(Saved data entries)
┄┄┄┄┄┄┄┄┄┄┄┄┄┄┄┄┄┄┄┄

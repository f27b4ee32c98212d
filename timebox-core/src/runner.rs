//! Timeout Runner
//!
//! Runs problem methods either inline or on a background thread raced against
//! a deadline. A background computation that misses its deadline is abandoned,
//! not stopped: its thread keeps running until it returns on its own and the
//! value is discarded. Only killing the process reclaims it.

use crate::problem::Solution;
use crate::registry::ProblemRegistry;
use crate::result::{ResultItem, RunResult};
use crate::run_info::ProblemRunInfo;
use std::io;
use std::panic::{self, AssertUnwindSafe};
use std::sync::mpsc::{self, RecvTimeoutError};
use std::sync::Arc;
use std::thread;
use std::time::{Duration, Instant};
use thiserror::Error;
use tracing::{debug, warn};

#[derive(Debug, Error)]
pub enum RunError {
    #[error("no such problem: {0}")]
    NoSuchProblem(u32),

    #[error("no such solution '{method}' for problem {problem}")]
    NoSuchSolution { problem: u32, method: String },

    #[error("problem {problem} timed out after {elapsed:?}")]
    Timeout {
        problem: u32,
        /// Items finished before the deadline plus a timeout item per unfinished method
        partial: RunResult,
        elapsed: Duration,
    },

    #[error("method '{method}' of problem {problem} panicked: {message}")]
    MethodPanicked {
        problem: u32,
        method: String,
        message: String,
    },

    #[error("failed to start runner thread: {0}")]
    Spawn(#[source] io::Error),
}

impl RunError {
    /// Failures of the runner itself rather than of the request; a worker
    /// reports these and then stops
    pub fn is_internal(&self) -> bool {
        matches!(self, RunError::MethodPanicked { .. } | RunError::Spawn(_))
    }
}

/// Deadlines for a single request; `None` waits indefinitely
#[derive(Debug, Clone, Copy, Default, PartialEq, Eq)]
pub struct TimeoutLimits {
    /// Budget for running every method of a problem
    pub problem: Option<Duration>,
    /// Budget for one named method
    pub method: Option<Duration>,
}

impl TimeoutLimits {
    pub fn new(problem: Option<Duration>, method: Option<Duration>) -> Self {
        Self { problem, method }
    }

    /// Clamp both limits to at most `budget`
    pub fn capped(self, budget: Duration) -> Self {
        let cap = |limit: Option<Duration>| Some(limit.map_or(budget, |l| l.min(budget)));
        Self {
            problem: cap(self.problem),
            method: cap(self.method),
        }
    }

    fn for_info(&self, info: &ProblemRunInfo) -> Option<Duration> {
        if info.is_all_methods() {
            self.problem
        } else {
            self.method
        }
    }
}

/// Resolved methods of one request, in run order
struct Plan {
    problem_id: u32,
    methods: Vec<(String, Solution)>,
}

impl Plan {
    fn timed_out(&self, mut partial: RunResult, finished: usize, elapsed: Duration) -> RunError {
        for (name, _) in &self.methods[finished..] {
            partial.push_timeout(self.problem_id, name.as_str(), elapsed);
        }
        RunError::Timeout {
            problem: self.problem_id,
            partial,
            elapsed,
        }
    }
}

pub struct Runner {
    registry: Arc<ProblemRegistry>,
    limits: TimeoutLimits,
}

impl Runner {
    pub fn new(registry: Arc<ProblemRegistry>) -> Self {
        Self {
            registry,
            limits: TimeoutLimits::default(),
        }
    }

    /// Per-request limits used by `run_many` and `run_all`
    pub fn with_limits(mut self, limits: TimeoutLimits) -> Self {
        self.limits = limits;
        self
    }

    pub fn registry(&self) -> &Arc<ProblemRegistry> {
        &self.registry
    }

    fn resolve(&self, info: &ProblemRunInfo) -> Result<Plan, RunError> {
        let problem = self
            .registry
            .get(info.problem_id)
            .ok_or(RunError::NoSuchProblem(info.problem_id))?;

        let methods = if info.is_all_methods() {
            problem
                .method_names()
                .into_iter()
                .filter_map(|name| problem.solution(name).map(|s| (name.to_string(), Arc::clone(s))))
                .collect()
        } else {
            let solution = problem
                .solution(&info.method)
                .ok_or_else(|| RunError::NoSuchSolution {
                    problem: info.problem_id,
                    method: info.method.clone(),
                })?;
            vec![(info.method.clone(), Arc::clone(solution))]
        };

        Ok(Plan {
            problem_id: problem.id(),
            methods,
        })
    }

    /// Run inline on the calling thread, without any deadline
    pub fn run_problem(&self, info: &ProblemRunInfo) -> Result<RunResult, RunError> {
        let plan = self.resolve(info)?;
        let mut result = RunResult::new();
        for (name, solution) in &plan.methods {
            result.push(run_method(plan.problem_id, name, solution)?);
        }
        Ok(result)
    }

    /// Run on a background thread and race it against the applicable limit.
    ///
    /// Lookup errors are returned before any thread is started.
    pub fn run_problem_with_timeout(
        &self,
        info: &ProblemRunInfo,
        limits: TimeoutLimits,
    ) -> Result<RunResult, RunError> {
        let plan = self.resolve(info)?;
        let timeout = limits.for_info(info);
        let start = Instant::now();

        if timeout.is_some_and(|t| t.is_zero()) {
            return Err(plan.timed_out(RunResult::new(), 0, Duration::ZERO));
        }

        let (tx, rx) = mpsc::channel();
        let problem_id = plan.problem_id;
        let methods = plan.methods.clone();
        thread::Builder::new()
            .name(format!("timebox-run-{}", problem_id))
            .spawn(move || {
                for (name, solution) in &methods {
                    let outcome = run_method(problem_id, name, solution);
                    let stop = outcome.is_err();
                    // Receiver gone means the caller stopped waiting
                    if tx.send(outcome).is_err() || stop {
                        break;
                    }
                }
            })
            .map_err(RunError::Spawn)?;

        let deadline = timeout.map(|t| start + t);
        let mut result = RunResult::new();

        while result.len() < plan.methods.len() {
            let received = match deadline {
                Some(deadline) => rx.recv_timeout(deadline.saturating_duration_since(Instant::now())),
                None => rx.recv().map_err(|_| RecvTimeoutError::Disconnected),
            };

            match received {
                Ok(Ok(item)) => result.push(item),
                Ok(Err(e)) => return Err(e),
                Err(RecvTimeoutError::Timeout) => {
                    let elapsed = start.elapsed();
                    debug!(problem = problem_id, ?elapsed, finished = result.len(), "deadline reached");
                    let finished = result.len();
                    return Err(plan.timed_out(result, finished, elapsed));
                }
                Err(RecvTimeoutError::Disconnected) => {
                    let method = plan.methods[result.len()].0.clone();
                    warn!(problem = problem_id, %method, "runner thread exited without a result");
                    return Err(RunError::MethodPanicked {
                        problem: problem_id,
                        method,
                        message: "runner thread exited without a result".to_string(),
                    });
                }
            }
        }

        Ok(result)
    }

    /// Run each selector in order under a shared total deadline.
    ///
    /// Each request gets the smaller of its own limit and the remaining total
    /// budget. Stops at the first error.
    pub fn run_many(
        &self,
        infos: &[ProblemRunInfo],
        total_timeout: Option<Duration>,
    ) -> Result<Vec<RunResult>, RunError> {
        let start = Instant::now();
        let mut results = Vec::with_capacity(infos.len());

        for info in infos {
            let limits = match total_timeout {
                Some(total) => self.limits.capped(total.saturating_sub(start.elapsed())),
                None => self.limits,
            };
            results.push(self.run_problem_with_timeout(info, limits)?);
        }

        Ok(results)
    }

    /// Every registered problem, all methods, in registration order
    pub fn run_all(&self, total_timeout: Option<Duration>) -> Result<Vec<RunResult>, RunError> {
        let infos: Vec<ProblemRunInfo> = self
            .registry
            .iter()
            .map(|problem| ProblemRunInfo::all_methods(problem.id()))
            .collect();
        self.run_many(&infos, total_timeout)
    }
}

fn run_method(problem_id: u32, method: &str, solution: &Solution) -> Result<ResultItem, RunError> {
    let start = Instant::now();
    let outcome = panic::catch_unwind(AssertUnwindSafe(|| solution()));
    let duration = start.elapsed();

    match outcome {
        Ok(value) => Ok(ResultItem::finished(problem_id, method, value, duration)),
        Err(payload) => Err(RunError::MethodPanicked {
            problem: problem_id,
            method: method.to_string(),
            message: panic_message(payload.as_ref()),
        }),
    }
}

pub(crate) fn panic_message(payload: &(dyn std::any::Any + Send)) -> String {
    if let Some(s) = payload.downcast_ref::<&str>() {
        s.to_string()
    } else if let Some(s) = payload.downcast_ref::<String>() {
        s.clone()
    } else {
        "unknown panic".to_string()
    }
}

#[cfg(test)]
mod tests {
    use super::*;
    use crate::problem::Problem;

    fn sleeper(ms: u64, value: i64) -> impl Fn() -> i64 + Send + Sync + 'static {
        move || {
            thread::sleep(Duration::from_millis(ms));
            value
        }
    }

    fn runner() -> Runner {
        let problems = vec![
            Problem::new(1, "quick").answer(3).method("a", || 3).method("b", || 3),
            Problem::new(2, "slow").method("sleep", sleeper(500, 2)),
            Problem::new(3, "mixed")
                .method("a_fast", || 30)
                .method("b_slow", sleeper(500, 31))
                .method("c_never", || 32),
            Problem::new(4, "broken").method("boom", || panic!("exploded")),
        ];
        Runner::new(Arc::new(ProblemRegistry::import(problems).unwrap()))
    }

    fn ms(n: u64) -> Option<Duration> {
        Some(Duration::from_millis(n))
    }

    #[test]
    fn test_run_all_methods() {
        let result = runner().run_problem(&ProblemRunInfo::all_methods(1)).unwrap();
        assert_eq!(result.len(), 2);
        assert!(result.items.iter().all(|i| i.is_finished && i.result == 3));
        assert_eq!(result.items[0].method, "a");
    }

    #[test]
    fn test_internal_errors() {
        assert!(!RunError::NoSuchProblem(9).is_internal());
        let panicked = runner().run_problem(&ProblemRunInfo::new(4, "boom")).unwrap_err();
        assert!(panicked.is_internal());
    }

    #[test]
    fn test_run_named_method() {
        let result = runner().run_problem(&ProblemRunInfo::new(1, "b")).unwrap();
        assert_eq!(result.len(), 1);
        assert_eq!(result.items[0].method, "b");
    }

    #[test]
    fn test_lookup_errors() {
        let runner = runner();
        assert!(matches!(
            runner.run_problem(&ProblemRunInfo::all_methods(99)),
            Err(RunError::NoSuchProblem(99))
        ));
        assert!(matches!(
            runner.run_problem_with_timeout(&ProblemRunInfo::new(1, "zzz"), TimeoutLimits::default()),
            Err(RunError::NoSuchSolution { problem: 1, .. })
        ));
    }

    #[test]
    fn test_timeout_returns_promptly() {
        let runner = runner();
        let start = Instant::now();
        let err = runner
            .run_problem_with_timeout(&ProblemRunInfo::new(2, "sleep"), TimeoutLimits::new(None, ms(50)))
            .unwrap_err();
        let waited = start.elapsed();

        assert!(waited >= Duration::from_millis(50), "{waited:?}");
        assert!(waited < Duration::from_millis(250), "{waited:?}");
        match err {
            RunError::Timeout { partial, .. } => {
                assert_eq!(partial.len(), 1);
                assert!(partial.items[0].is_timeout);
                assert_eq!(partial.items[0].method, "sleep");
            }
            other => panic!("expected timeout, got {:?}", other),
        }
    }

    #[test]
    fn test_finishes_within_limit() {
        let result = runner()
            .run_problem_with_timeout(&ProblemRunInfo::new(1, "a"), TimeoutLimits::new(None, ms(1000)))
            .unwrap();
        assert_eq!(result.items[0].result, 3);
    }

    #[test]
    fn test_all_methods_keeps_partial_results() {
        let err = runner()
            .run_problem_with_timeout(&ProblemRunInfo::all_methods(3), TimeoutLimits::new(ms(100), ms(5000)))
            .unwrap_err();

        let RunError::Timeout { partial, .. } = err else {
            panic!("expected timeout");
        };
        let summary: Vec<(&str, bool)> =
            partial.items.iter().map(|i| (i.method.as_str(), i.is_timeout)).collect();
        assert_eq!(
            summary,
            vec![("a_fast", false), ("b_slow", true), ("c_never", true)]
        );
        assert_eq!(partial.items[0].result, 30);
    }

    #[test]
    fn test_panic_is_reported() {
        let runner = runner();
        let info = ProblemRunInfo::new(4, "boom");
        for outcome in [
            runner.run_problem(&info),
            runner.run_problem_with_timeout(&info, TimeoutLimits::new(None, ms(1000))),
        ] {
            match outcome {
                Err(RunError::MethodPanicked { method, message, .. }) => {
                    assert_eq!(method, "boom");
                    assert_eq!(message, "exploded");
                }
                other => panic!("expected panic report, got {:?}", other),
            }
        }
    }

    #[test]
    fn test_run_many_shares_total_budget() {
        let runner = runner();
        let infos = vec![ProblemRunInfo::all_methods(1), ProblemRunInfo::new(2, "sleep")];

        let start = Instant::now();
        let err = runner.run_many(&infos, ms(100)).unwrap_err();
        assert!(start.elapsed() < Duration::from_millis(400));
        assert!(matches!(err, RunError::Timeout { problem: 2, .. }));

        let results = runner.run_many(&infos[..1], None).unwrap();
        assert_eq!(results.len(), 1);
    }

    #[test]
    fn test_run_all_stops_at_first_error() {
        let registry = ProblemRegistry::import(vec![
            Problem::new(5, "five").method("x", || 5),
            Problem::new(6, "six").method("y", || 6),
        ])
        .unwrap();
        let results = Runner::new(Arc::new(registry)).run_all(None).unwrap();
        let values: Vec<i64> = results.iter().map(|r| r.items[0].result).collect();
        assert_eq!(values, vec![5, 6]);

        assert!(runner().run_all(ms(1000)).is_err());
    }

    #[test]
    fn test_limits_capped() {
        let limits = TimeoutLimits::new(None, ms(500)).capped(Duration::from_millis(200));
        assert_eq!(limits, TimeoutLimits::new(ms(200), ms(200)));
    }
}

┄┄┄┄┄┄┄┄┄┄┄┄┄┄┄┄┄┄┄┄

(Exercise details) Beginning with the top line of the data above, output every line exactly until the one that contains "one named method", and include that one too.

(Exercise output)
repository f27b4ee32c98212d
filename timebox-core/src/runner.rs
//! Timeout Runner
//!
//! Runs problem methods either inline or on a background thread raced against
//! a deadline. A background computation that misses its deadline is abandoned,
//! not stopped: its thread keeps running until it returns on its own and the
//! value is discarded. Only killing the process reclaims it.

use crate::problem::Solution;
use crate::registry::ProblemRegistry;
use crate::result::{ResultItem, RunResult};
use crate::run_info::ProblemRunInfo;
use std::io;
use std::panic::{self, AssertUnwindSafe};
use std::sync::mpsc::{self, RecvTimeoutError};
use std::sync::Arc;
use std::thread;
use std::time::{Duration, Instant};
use thiserror::Error;
use tracing::{debug, warn};

#[derive(Debug, Error)]
pub enum RunError {
    #[error("no such problem: {0}")]
    NoSuchProblem(u32),

    #[error("no such solution '{method}' for problem {problem}")]
    NoSuchSolution { problem: u32, method: String },

    #[error("problem {problem} timed out after {elapsed:?}")]
    Timeout {
        problem: u32,
        /// Items finished before the deadline plus a timeout item per unfinished method
        partial: RunResult,
        elapsed: Duration,
    },

    #[error("method '{method}' of problem {problem} panicked: {message}")]
    MethodPanicked {
        problem: u32,
        method: String,
        message: String,
    },

    #[error("failed to start runner thread: {0}")]
    Spawn(#[source] io::Error),
}

impl RunError {
    /// Failures of the runner itself rather than of the request; a worker
    /// reports these and then stops
    pub fn is_internal(&self) -> bool {
        matches!(self, RunError::MethodPanicked { .. } | RunError::Spawn(_))
    }
}

/// Deadlines for a single request; `None` waits indefinitely
#[derive(Debug, Clone, Copy, Default, PartialEq, Eq)]
pub struct TimeoutLimits {
    /// Budget for running every method of a problem
    pub problem: Option<Duration>,
    /// Budget for one named method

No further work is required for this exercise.